Die Daten allein nützen nichts, wenn niemand in der Lage ist, ihre politische Bedeutung auch zu verstehen und zu werten. Insofern bedeutet Wikileaks per se noch keine Schwächung der traditionellen Medien; im Gegenteil reanimiert das Portal die Vorstellung eines Journalismus, der das Weltgeschehen kritisch begleitet und deutet und damit jene Debatten auslöst oder kanalisiert, die eine Gesellschaft braucht, um sich über sich und ihre Werte zu verständigen.

Die andere Schwäche von Wikileaks scheint in der Veröffentlichungsdichte und -menge ihrer Enthüllungen zu bestehen: Wenn eine Enthüllung die nächste jagt, dann bleibt keine Zeit, auf den Inhalt der Enthüllung auch politisch oder gesellschaftlich zu reagieren. Zudem scheint die schiere Quantität der Informationen, mit denen Wikileaks an die Öffentlichkeit drängt, die Öffentlichkeit als demokratisches Forum zu überfordern und damit die (beabsichtigte?) kritische Wirkung zu verfehlen.
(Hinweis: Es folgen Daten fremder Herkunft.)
use std::io::Cursor;
use byteorder::{ByteOrder as Endian, LittleEndian, WriteBytesExt};

use crate::tiff::constants::{field_types, tags};

/// Creates a test buffer with TIFF header and a dimensions-only IFD
pub fn create_test_tiff_buffer() -> Cursor<Vec<u8>> {
    let mut buffer = Vec::new();

    // TIFF header (little-endian)
    buffer.write_u16::<LittleEndian>(0x4949).unwrap(); // II for little-endian
    buffer.write_u16::<LittleEndian>(42).unwrap();     // TIFF magic number
    buffer.write_u32::<LittleEndian>(8).unwrap();      // IFD offset

    // Sample IFD (at offset 8)
    buffer.write_u16::<LittleEndian>(2).unwrap();      // Entry count (2 entries)

    // Entry 1: ImageWidth (tag 256)
    buffer.write_u16::<LittleEndian>(256).unwrap();    // Tag
    buffer.write_u16::<LittleEndian>(4).unwrap();      // Type (LONG)
    buffer.write_u32::<LittleEndian>(1).unwrap();      // Count
    buffer.write_u32::<LittleEndian>(800).unwrap();    // Value (width)

    // Entry 2: ImageLength/Height (tag 257)
    buffer.write_u16::<LittleEndian>(257).unwrap();    // Tag
    buffer.write_u16::<LittleEndian>(4).unwrap();      // Type (LONG)
    buffer.write_u32::<LittleEndian>(1).unwrap();      // Count
    buffer.write_u32::<LittleEndian>(600).unwrap();    // Value (height)

    // Next IFD offset (0 = no more IFDs)
    buffer.write_u32::<LittleEndian>(0).unwrap();

    Cursor::new(buffer)
}

/// Creates a test buffer with BigTIFF header and a dimensions-only IFD
pub fn create_test_bigtiff_buffer() -> Cursor<Vec<u8>> {
    let mut buffer = Vec::new();

    // BigTIFF header (little-endian)
    buffer.write_u16::<LittleEndian>(0x4949).unwrap(); // II for little-endian
    buffer.write_u16::<LittleEndian>(43).unwrap();     // BigTIFF version
    buffer.write_u16::<LittleEndian>(8).unwrap();      // Offset size
    buffer.write_u16::<LittleEndian>(0).unwrap();      // Reserved
    buffer.write_u64::<LittleEndian>(16).unwrap();     // IFD offset

    // Sample IFD (at offset 16)
    buffer.write_u64::<LittleEndian>(2).unwrap();      // Entry count (2 entries)

    // Entry 1: ImageWidth (tag 256)
    buffer.write_u16::<LittleEndian>(256).unwrap();    // Tag
    buffer.write_u16::<LittleEndian>(4).unwrap();      // Type (LONG)
    buffer.write_u64::<LittleEndian>(1).unwrap();      // Count
    buffer.write_u64::<LittleEndian>(1024).unwrap();   // Value (width)

    // Entry 2: ImageLength/Height (tag 257)
    buffer.write_u16::<LittleEndian>(257).unwrap();    // Tag
    buffer.write_u16::<LittleEndian>(4).unwrap();      // Type (LONG)
    buffer.write_u64::<LittleEndian>(1).unwrap();      // Count
    buffer.write_u64::<LittleEndian>(768).unwrap();    // Value (height)

    // Next IFD offset (0 = no more IFDs)
    buffer.write_u64::<LittleEndian>(0).unwrap();

    Cursor::new(buffer)
}

fn write_short_entry<E: Endian>(buffer: &mut Vec<u8>, tag: u16, values: &[u16]) {
    buffer.write_u16::<E>(tag).unwrap();
    buffer.write_u16::<E>(field_types::SHORT).unwrap();
    buffer.write_u32::<E>(values.len() as u32).unwrap();
    for value in values {
        buffer.write_u16::<E>(*value).unwrap();
    }
    for _ in values.len()..2 {
        buffer.write_u16::<E>(0).unwrap();
    }
}

fn write_long_entry<E: Endian>(buffer: &mut Vec<u8>, tag: u16, value: u32) {
    buffer.write_u16::<E>(tag).unwrap();
    buffer.write_u16::<E>(field_types::LONG).unwrap();
    buffer.write_u32::<E>(1).unwrap();
    buffer.write_u32::<E>(value).unwrap();
}

fn write_double_entry<E: Endian>(buffer: &mut Vec<u8>, tag: u16, count: u32, offset: u32) {
    buffer.write_u16::<E>(tag).unwrap();
    buffer.write_u16::<E>(field_types::DOUBLE).unwrap();
    buffer.write_u32::<E>(count).unwrap();
    buffer.write_u32::<E>(offset).unwrap();
}

/// Creates a complete single-strip GeoTIFF in byte order `E`
///
/// 2 × 2 pixels, 2 interleaved 8-bit bands. Band 0 holds 1..=4 and band 1
/// holds 10, 20, 30, 40 in row-major order. The upper-left corner is at
/// (100, 200) with 10-unit pixels.
pub fn create_geotiff_buffer<E: Endian>(marker: [u8; 2]) -> Cursor<Vec<u8>> {
    const ENTRY_COUNT: u16 = 10;
    const IFD_OFFSET: u32 = 8;
    const DATA_OFFSET: u32 = 136; // IFD ends at 8 + 2 + 10 * 12 + 4 = 134, word aligned
    const SCALE_OFFSET: u32 = DATA_OFFSET + 8;
    const TIEPOINT_OFFSET: u32 = SCALE_OFFSET + 24;

    let mut buffer = Vec::new();
    buffer.extend_from_slice(&marker);
    buffer.write_u16::<E>(42).unwrap();
    buffer.write_u32::<E>(IFD_OFFSET).unwrap();

    buffer.write_u16::<E>(ENTRY_COUNT).unwrap();
    write_long_entry::<E>(&mut buffer, tags::IMAGE_WIDTH, 2);
    write_long_entry::<E>(&mut buffer, tags::IMAGE_LENGTH, 2);
    write_short_entry::<E>(&mut buffer, tags::BITS_PER_SAMPLE, &[8, 8]);
    write_short_entry::<E>(&mut buffer, tags::COMPRESSION, &[1]);
    write_long_entry::<E>(&mut buffer, tags::STRIP_OFFSETS, DATA_OFFSET);
    write_short_entry::<E>(&mut buffer, tags::SAMPLES_PER_PIXEL, &[2]);
    write_long_entry::<E>(&mut buffer, tags::ROWS_PER_STRIP, 2);
    write_long_entry::<E>(&mut buffer, tags::STRIP_BYTE_COUNTS, 8);
    write_double_entry::<E>(&mut buffer, tags::MODEL_PIXEL_SCALE_TAG, 3, SCALE_OFFSET);
    write_double_entry::<E>(&mut buffer, tags::MODEL_TIEPOINT_TAG, 6, TIEPOINT_OFFSET);
    buffer.write_u32::<E>(0).unwrap();

    buffer.resize(DATA_OFFSET as usize, 0);
    buffer.extend_from_slice(&[1, 10, 2, 20, 3, 30, 4, 40]);

    for value in [10.0, 10.0, 0.0] {
        buffer.write_f64::<E>(value).unwrap();
    }
    for value in [0.0, 0.0, 0.0, 100.0, 200.0, 0.0] {
        buffer.write_f64::<E>(value).unwrap();
    }

    Cursor::new(buffer)
}
//! Tile inspection command
//!
//! Runs discovery on a directory and reports the structure of every tile
//! it finds, including whether its bands split evenly into periods.

use clap::ArgMatches;
use log::{info, warn};
use std::path::PathBuf;

use crate::api::ChipKit;
use crate::commands::command_traits::Command;
use crate::errors::{ChipError, ChipResult};
use crate::extractor::ExtractionConfig;

/// Command for describing the tiles of a directory
pub struct InspectCommand {
    /// Directory holding the raster tiles
    raster_dir: PathBuf,
    /// Settings used for discovery and the period check
    config: ExtractionConfig,
}

impl InspectCommand {
    /// Create a new inspect command
    ///
    /// # Arguments
    /// * `args` - Matches of the `inspect` subcommand
    ///
    /// # Returns
    /// A new InspectCommand instance or an error
    pub fn new(args: &ArgMatches) -> ChipResult<Self> {
        let raster_dir = args.get_one::<String>("raster-dir")
            .map(PathBuf::from)
            .ok_or_else(|| ChipError::Config("Missing raster directory".to_string()))?;

        let mut config = ExtractionConfig::default();
        if let Some(periods) = args.get_one::<usize>("periods") {
            config.num_periods = *periods;
        }
        config.validate()?;

        Ok(InspectCommand { raster_dir, config })
    }
}

impl Command for InspectCommand {
    fn execute(&self) -> ChipResult<()> {
        let kit = ChipKit::new(self.config.clone())?;
        let reports = kit.inspect(&self.raster_dir)?;
        info!("Inspected {} tiles", reports.len());

        println!("{} tiles in {} ({} periods):", reports.len(), self.raster_dir.display(), self.config.num_periods);
        for report in &reports {
            if !report.periods_divide {
                warn!("{} has {} bands, not divisible into {} periods",
                      report.path.display(), report.info.band_count, self.config.num_periods);
            }
            println!("{}", report);
        }
        Ok(())
    }
}
//! Extraction settings
//!
//! Settings can be read from a TOML file; any key left out takes its
//! default:
//!
//! ```toml
//! chip_size = 5
//! num_periods = 37
//! anchor = "corner"
//! extensions = ["tif"]
//! max_pathname_length = 140
//! ```

use serde::{Deserialize, Serialize};
use std::fs;
use std::path::Path;

use crate::errors::{ChipError, ChipResult};
use crate::utils::path_utils::DEFAULT_MAX_PATHNAME_LENGTH;

use super::anchor::WindowAnchor;

/// Number of periods in the reference tile stacks (one per year)
pub const DEFAULT_NUM_PERIODS: usize = 37;

/// Largest chip size accepted; keeps window arithmetic far from overflow
pub const MAX_CHIP_SIZE: usize = 1 << 20;

/// Settings of a chip extraction run
#[derive(Debug, Clone, PartialEq, Eq, Serialize, Deserialize)]
#[serde(default, deny_unknown_fields)]
pub struct ExtractionConfig {
    /// Padding around the coordinate's pixel; the window side is `2 * chip_size + 1`
    pub chip_size: usize,
    /// Number of equal band groups each read is split into
    pub num_periods: usize,
    /// Placement of the pixel inside the window
    pub anchor: WindowAnchor,
    /// Tile extensions picked up by discovery, without the dot
    pub extensions: Vec<String>,
    /// Maximum pathname length for input files
    pub max_pathname_length: usize,
}

impl Default for ExtractionConfig {
    fn default() -> Self {
        ExtractionConfig {
            chip_size: 0,
            num_periods: DEFAULT_NUM_PERIODS,
            anchor: WindowAnchor::Corner,
            extensions: vec!["tif".to_string()],
            max_pathname_length: DEFAULT_MAX_PATHNAME_LENGTH,
        }
    }
}

impl ExtractionConfig {
    /// Parse settings from TOML text
    pub fn from_toml_str(content: &str) -> ChipResult<Self> {
        let config: ExtractionConfig = toml::from_str(content)?;
        config.validate()?;
        Ok(config)
    }

    /// Read settings from a TOML file
    pub fn from_toml_file(path: &Path) -> ChipResult<Self> {
        let content = fs::read_to_string(path)?;
        Self::from_toml_str(&content)
    }

    /// Check the settings are usable
    pub fn validate(&self) -> ChipResult<()> {
        if self.num_periods == 0 {
            return Err(ChipError::Config("number of periods must be at least 1".to_string()));
        }
        if self.chip_size > MAX_CHIP_SIZE {
            return Err(ChipError::Config(format!(
                "chip size {} exceeds the maximum of {}", self.chip_size, MAX_CHIP_SIZE)));
        }
        if self.extensions.iter().any(|ext| ext.is_empty() || ext.starts_with('.')) {
            return Err(ChipError::Config(format!(
                "extensions must be given without a dot: {:?}", self.extensions)));
        }
        if self.max_pathname_length == 0 {
            return Err(ChipError::Config("maximum pathname length must be positive".to_string()));
        }
        Ok(())
    }

    /// Side length of the chip window
    pub fn window_size(&self) -> usize {
        super::anchor::window_size(self.chip_size)
    }

    /// Extensions as string slices, for discovery
    pub fn extension_refs(&self) -> Vec<&str> {
        self.extensions.iter().map(String::as_str).collect()
    }
}
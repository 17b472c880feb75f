//! Item catalog

use crate::effects::SharedEffects;
use crate::item::{ItemDefinition, ItemInstance};
use std::collections::HashMap;
use std::sync::Arc;

/// Read-only source of item definitions.
///
/// A host fills a catalog at startup from whatever medium it prefers and
/// hands it to the engine; containers resolve saved ids through it.
pub trait Catalog: Send + Sync {
    /// Look up a definition by item id
    fn lookup(&self, item_id: &str) -> Option<Arc<ItemDefinition>>;

    /// Effects attached to an item kind
    fn effects(&self, _item_id: &str) -> Option<SharedEffects> {
        None
    }

    /// Create an instance of an item with the given quantity
    fn instantiate(&self, item_id: &str, quantity: u32) -> Option<ItemInstance> {
        let definition = self.lookup(item_id)?;
        let mut item = ItemInstance::copy(&definition).with_quantity(quantity);
        if let Some(effects) = self.effects(item_id) {
            item.effects = effects;
        }
        Some(item)
    }
}

/// In-memory catalog keyed by item id
#[derive(Default)]
pub struct ItemCatalog {
    definitions: HashMap<String, Arc<ItemDefinition>>,
    effects: HashMap<String, SharedEffects>,
}

impl ItemCatalog {
    /// Create an empty catalog
    pub fn new() -> Self {
        Self::default()
    }

    /// Build a catalog from a list of definitions
    pub fn from_definitions(definitions: impl IntoIterator<Item = ItemDefinition>) -> Self {
        let mut catalog = Self::new();
        for definition in definitions {
            catalog.register(definition);
        }
        catalog
    }

    /// Build a catalog from a JSON array of definitions
    pub fn from_json(json: &str) -> serde_json::Result<Self> {
        let definitions: Vec<ItemDefinition> = serde_json::from_str(json)?;
        Ok(Self::from_definitions(definitions))
    }

    /// Register a definition, replacing any previous one with the same id
    pub fn register(&mut self, mut definition: ItemDefinition) -> Arc<ItemDefinition> {
        if definition.is_null() {
            log::warn!("Ignoring item definition with empty id ('{}')", definition.name);
            return Arc::new(definition);
        }
        definition.max_stack = definition.max_stack.max(1);
        definition.max_quantity = definition.max_quantity.max(1);

        let definition = Arc::new(definition);
        if self
            .definitions
            .insert(definition.id.clone(), Arc::clone(&definition))
            .is_some()
        {
            log::warn!("Replaced catalog entry '{}'", definition.id);
        }
        definition
    }

    /// Register a definition together with its effects
    pub fn register_with_effects(
        &mut self,
        definition: ItemDefinition,
        effects: SharedEffects,
    ) -> Arc<ItemDefinition> {
        let definition = self.register(definition);
        if !definition.is_null() {
            self.effects.insert(definition.id.clone(), effects);
        }
        definition
    }

    /// Number of definitions
    pub fn len(&self) -> usize {
        self.definitions.len()
    }

    /// Check if the catalog has no definitions
    pub fn is_empty(&self) -> bool {
        self.definitions.is_empty()
    }

    /// Iterate over registered ids
    pub fn ids(&self) -> impl Iterator<Item = &str> {
        self.definitions.keys().map(String::as_str)
    }
}

impl Catalog for ItemCatalog {
    fn lookup(&self, item_id: &str) -> Option<Arc<ItemDefinition>> {
        self.definitions.get(item_id).cloned()
    }

    fn effects(&self, item_id: &str) -> Option<SharedEffects> {
        self.effects.get(item_id).cloned()
    }
}

#[cfg(test)]
mod tests {
    use super::*;
    use crate::effects::ItemEffects;

    struct Refuses;

    impl ItemEffects for Refuses {
        fn on_use(&self, _owner_id: &str) -> bool {
            false
        }
    }

    #[test]
    fn test_lookup() {
        let catalog = ItemCatalog::from_definitions([
            ItemDefinition::new("coin", "Coin").with_max_stack(99),
            ItemDefinition::new("sword", "Sword"),
        ]);

        assert_eq!(catalog.len(), 2);
        assert_eq!(catalog.lookup("coin").unwrap().max_stack, 99);
        assert!(catalog.lookup("shield").is_none());
    }

    #[test]
    fn test_empty_id_ignored() {
        let mut catalog = ItemCatalog::new();
        catalog.register(ItemDefinition::default());
        assert!(catalog.is_empty());
    }

    #[test]
    fn test_instantiate_carries_effects() {
        let mut catalog = ItemCatalog::new();
        catalog.register_with_effects(
            ItemDefinition::new("cursed_ring", "Cursed Ring").with_usable(true),
            Arc::new(Refuses),
        );

        let ring = catalog.instantiate("cursed_ring", 1).unwrap();
        assert!(!ring.effects.on_use("Player1"));
        assert!(catalog.instantiate("missing", 1).is_none());
    }

    #[test]
    fn test_from_json() {
        let catalog = ItemCatalog::from_json(
            r#"[
                { "id": "apple", "name": "Apple", "max_stack": 0, "max_quantity": 20 },
                { "id": "bow", "name": "Bow", "equippable": true, "equipment_target_container": "Weapon" }
            ]"#,
        )
        .unwrap();

        let apple = catalog.lookup("apple").unwrap();
        assert_eq!(apple.max_stack, 1);
        assert_eq!(apple.max_quantity, 20);
        assert!(catalog.lookup("bow").unwrap().equippable);

        let mut ids: Vec<_> = catalog.ids().collect();
        ids.sort();
        assert_eq!(ids, vec!["apple", "bow"]);
    }
}
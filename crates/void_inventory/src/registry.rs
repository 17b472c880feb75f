//! Container registry

use crate::container::Container;
use crate::error::{InventoryError, Result};
use parking_lot::{Mutex, RwLock};
use serde::{Deserialize, Serialize};
use std::collections::HashMap;
use std::fmt;
use std::sync::Arc;

/// A container shared between the registry and its callers
pub type SharedContainer = Arc<Mutex<Container>>;

/// Identifies a container by name and owner
#[derive(Debug, Clone, PartialEq, Eq, Hash, PartialOrd, Ord, Serialize, Deserialize)]
pub struct ContainerKey {
    /// Container name
    pub name: String,
    /// Owner id
    pub owner_id: String,
}

impl ContainerKey {
    /// Create a key
    pub fn new(name: impl Into<String>, owner_id: impl Into<String>) -> Self {
        Self {
            name: name.into(),
            owner_id: owner_id.into(),
        }
    }

    /// Key used by blob stores.
    ///
    /// Both parts are hex encoded so distinct keys never collide and the
    /// result is safe to use as a file name.
    pub fn storage_key(&self) -> String {
        format!("{}_{}", hex::encode(&self.name), hex::encode(&self.owner_id))
    }
}

impl fmt::Display for ContainerKey {
    fn fmt(&self, f: &mut fmt::Formatter<'_>) -> fmt::Result {
        write!(f, "{} ({})", self.name, self.owner_id)
    }
}

/// Lookup table from name and owner to container.
///
/// Cross-container operations resolve their targets here. The map is
/// guarded by a single lock; each container carries its own mutex.
#[derive(Default)]
pub struct ContainerRegistry {
    containers: RwLock<HashMap<ContainerKey, SharedContainer>>,
}

impl ContainerRegistry {
    /// Create an empty registry
    pub fn new() -> Self {
        Self::default()
    }

    /// Register a container and return the shared handle
    pub fn register(&self, container: Container) -> Result<SharedContainer> {
        let key = container.key();
        let mut containers = self.containers.write();
        if containers.contains_key(&key) {
            return Err(InventoryError::DuplicateContainer {
                name: key.name,
                owner_id: key.owner_id,
            });
        }

        let shared = Arc::new(Mutex::new(container));
        log::debug!("Registered container {}", key);
        containers.insert(key, Arc::clone(&shared));
        Ok(shared)
    }

    /// Remove a container from the registry
    pub fn deregister(&self, key: &ContainerKey) -> Option<SharedContainer> {
        let removed = self.containers.write().remove(key);
        if removed.is_some() {
            log::debug!("Deregistered container {}", key);
        }
        removed
    }

    /// Get a container by key
    pub fn get(&self, key: &ContainerKey) -> Option<SharedContainer> {
        self.containers.read().get(key).cloned()
    }

    /// Get a container by name and owner
    pub fn resolve(&self, name: &str, owner_id: &str) -> Option<SharedContainer> {
        self.get(&ContainerKey::new(name, owner_id))
    }

    /// Get a container by key, failing if it is not registered
    pub fn require(&self, key: &ContainerKey) -> Result<SharedContainer> {
        self.get(key)
            .ok_or_else(|| InventoryError::container_not_found(&key.name, &key.owner_id))
    }

    /// Check if a container is registered
    pub fn contains(&self, key: &ContainerKey) -> bool {
        self.containers.read().contains_key(key)
    }

    /// All registered keys, sorted
    pub fn keys(&self) -> Vec<ContainerKey> {
        let mut keys: Vec<_> = self.containers.read().keys().cloned().collect();
        keys.sort();
        keys
    }

    /// All registered containers
    pub fn containers(&self) -> Vec<SharedContainer> {
        self.containers.read().values().cloned().collect()
    }

    /// Number of registered containers
    pub fn len(&self) -> usize {
        self.containers.read().len()
    }

    /// Check if no container is registered
    pub fn is_empty(&self) -> bool {
        self.containers.read().is_empty()
    }

    /// Total quantity of an item across every registered container
    pub fn total_quantity(&self, item_id: &str) -> u32 {
        self.containers()
            .iter()
            .map(|container| container.lock().quantity(item_id))
            .fold(0u32, u32::saturating_add)
    }
}

#[cfg(test)]
mod tests {
    use super::*;
    use crate::config::ContainerConfig;
    use crate::item::{ItemDefinition, ItemInstance};

    #[test]
    fn test_register_and_resolve() {
        let registry = ContainerRegistry::new();
        registry
            .register(Container::new(ContainerConfig::main("Main", 4)))
            .unwrap();
        registry
            .register(Container::new(ContainerConfig::main("Main", 4).with_owner("Player2")))
            .unwrap();

        assert_eq!(registry.len(), 2);
        assert!(registry.resolve("Main", "Player1").is_some());
        assert!(registry.resolve("Main", "Player3").is_none());
    }

    #[test]
    fn test_duplicate_rejected() {
        let registry = ContainerRegistry::new();
        registry
            .register(Container::new(ContainerConfig::main("Main", 4)))
            .unwrap();

        let err = registry
            .register(Container::new(ContainerConfig::main("Main", 8)))
            .unwrap_err();
        assert!(matches!(err, InventoryError::DuplicateContainer { .. }));
        assert_eq!(registry.resolve("Main", "Player1").unwrap().lock().capacity(), 4);
    }

    #[test]
    fn test_deregister() {
        let registry = ContainerRegistry::new();
        let shared = registry
            .register(Container::new(ContainerConfig::main("Chest", 2)))
            .unwrap();
        let key = shared.lock().key();

        assert!(registry.deregister(&key).is_some());
        assert!(!registry.contains(&key));
        assert!(registry.is_empty());
        assert!(matches!(
            registry.require(&key),
            Err(InventoryError::ContainerNotFound { .. })
        ));
    }

    #[test]
    fn test_total_quantity() {
        let registry = ContainerRegistry::new();
        let coin = ItemInstance::from_definition(
            ItemDefinition::new("coin", "Coin").with_max_stack(100).with_max_quantity(500),
        );

        for name in ["Main", "Bank"] {
            let shared = registry
                .register(Container::new(ContainerConfig::main(name, 2)))
                .unwrap();
            shared.lock().add(&coin, 30).unwrap();
        }

        assert_eq!(registry.total_quantity("coin"), 60);
        assert_eq!(registry.keys()[0].name, "Bank");
    }

    #[test]
    fn test_total_quantity_saturates() {
        let registry = ContainerRegistry::new();
        let sand = ItemInstance::from_definition(
            ItemDefinition::new("sand", "Sand")
                .with_max_stack(u32::MAX)
                .with_max_quantity(u32::MAX),
        );

        for name in ["Main", "Bank"] {
            let shared = registry
                .register(Container::new(ContainerConfig::main(name, 1)))
                .unwrap();
            shared.lock().add(&sand, 3_000_000_000).unwrap();
        }

        assert_eq!(registry.total_quantity("sand"), u32::MAX);
    }

    #[test]
    fn test_storage_key() {
        let key = ContainerKey::new("Main", "Player1");
        assert_eq!(key.storage_key(), "4d61696e_506c6179657231");
        assert_eq!(key.to_string(), "Main (Player1)");
    }

    #[test]
    fn test_storage_keys_distinct() {
        let a = ContainerKey::new("A_B", "C").storage_key();
        let b = ContainerKey::new("A", "B_C").storage_key();
        assert_ne!(a, b);

        let nested = ContainerKey::new("../chest", "Player1").storage_key();
        assert!(nested.chars().all(|c| c.is_ascii_hexdigit() || c == '_'));
    }
}
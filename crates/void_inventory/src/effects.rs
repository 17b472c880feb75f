//! Per-item scripted effects

use std::fmt;
use std::sync::Arc;

/// Behaviour hooks fired when an item is used, equipped, unequipped or dropped.
///
/// Each hook receives the owner id of the container the item lives in and
/// returns whether the action went through. Returning `false` aborts the
/// surrounding operation before any slot is touched.
pub trait ItemEffects: Send + Sync {
    /// Called when the item is used
    fn on_use(&self, _owner_id: &str) -> bool {
        true
    }

    /// Called after the item lands in an equipment container
    fn on_equip(&self, _owner_id: &str) -> bool {
        true
    }

    /// Called before the item leaves an equipment container
    fn on_unequip(&self, _owner_id: &str) -> bool {
        true
    }

    /// Called before the item is dropped to the world
    fn on_drop(&self, _owner_id: &str) -> bool {
        true
    }
}

/// Effects shared between every instance of an item kind
pub type SharedEffects = Arc<dyn ItemEffects>;

/// Effects of an item with no scripted behaviour
#[derive(Debug, Clone, Copy, Default)]
pub struct NoEffects;

impl ItemEffects for NoEffects {}

/// Shared handle to [`NoEffects`]
pub fn no_effects() -> SharedEffects {
    Arc::new(NoEffects)
}

/// Wrapper giving `Debug` to an effects handle
pub(crate) struct EffectsDebug<'a>(pub &'a SharedEffects);

impl fmt::Debug for EffectsDebug<'_> {
    fn fmt(&self, f: &mut fmt::Formatter<'_>) -> fmt::Result {
        write!(f, "ItemEffects@{:p}", Arc::as_ptr(self.0))
    }
}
Was für einen Journalismus braucht es für diese Welt?

Einen Journalismus, der misstrauisch ist und zweifelnd daherkommt, nicht besserwisserisch, sondern fragend. Ich würde mir Geschichten wünschen, die ambivalent und offen sind, nicht eindeutig und geschlossen, und ich würde mir Journalisten wünschen, die leidenschaftlich und nachdenklich zugleich sind, die sich einlassen auf die Wirklichkeit jenseits des Hauptstadtbüros, die teilnehmend, nicht distanziert beobachten, dichte Beschreibungen von Gegenden liefern und den Blick für die feinen Unterschiede behalten. Ich würde mir einen Journalismus wünschen, der alle Genres des Internets entdeckt und bespielt, der sich die Räume dort erobert, wo es nötig ist, und sie sein lässt, wo es möglich ist.

Ich wünsche mir einen Journalismus, der nicht der Wirklichkeit hinterherhetzt, sondern sie kritisch hinterfragt, und, wie hat Henry Kissinger jüngst in einem Interview mit News-week gesagt: „You have to know the difference between what is urgent and what is important.“ In diesem Sinne wünsche ich mir einen Journalismus, der weniger am Eiligen als am Wichtigen sich orientiert.

Dr. CAROLIN EMCKE berichtet als Publizistin aus zahlreichen Krisengebieten. www.carolin-emcke.de

Dieser Text ist in einer stark gekürzten Fassung in der tageszeitung erschienen.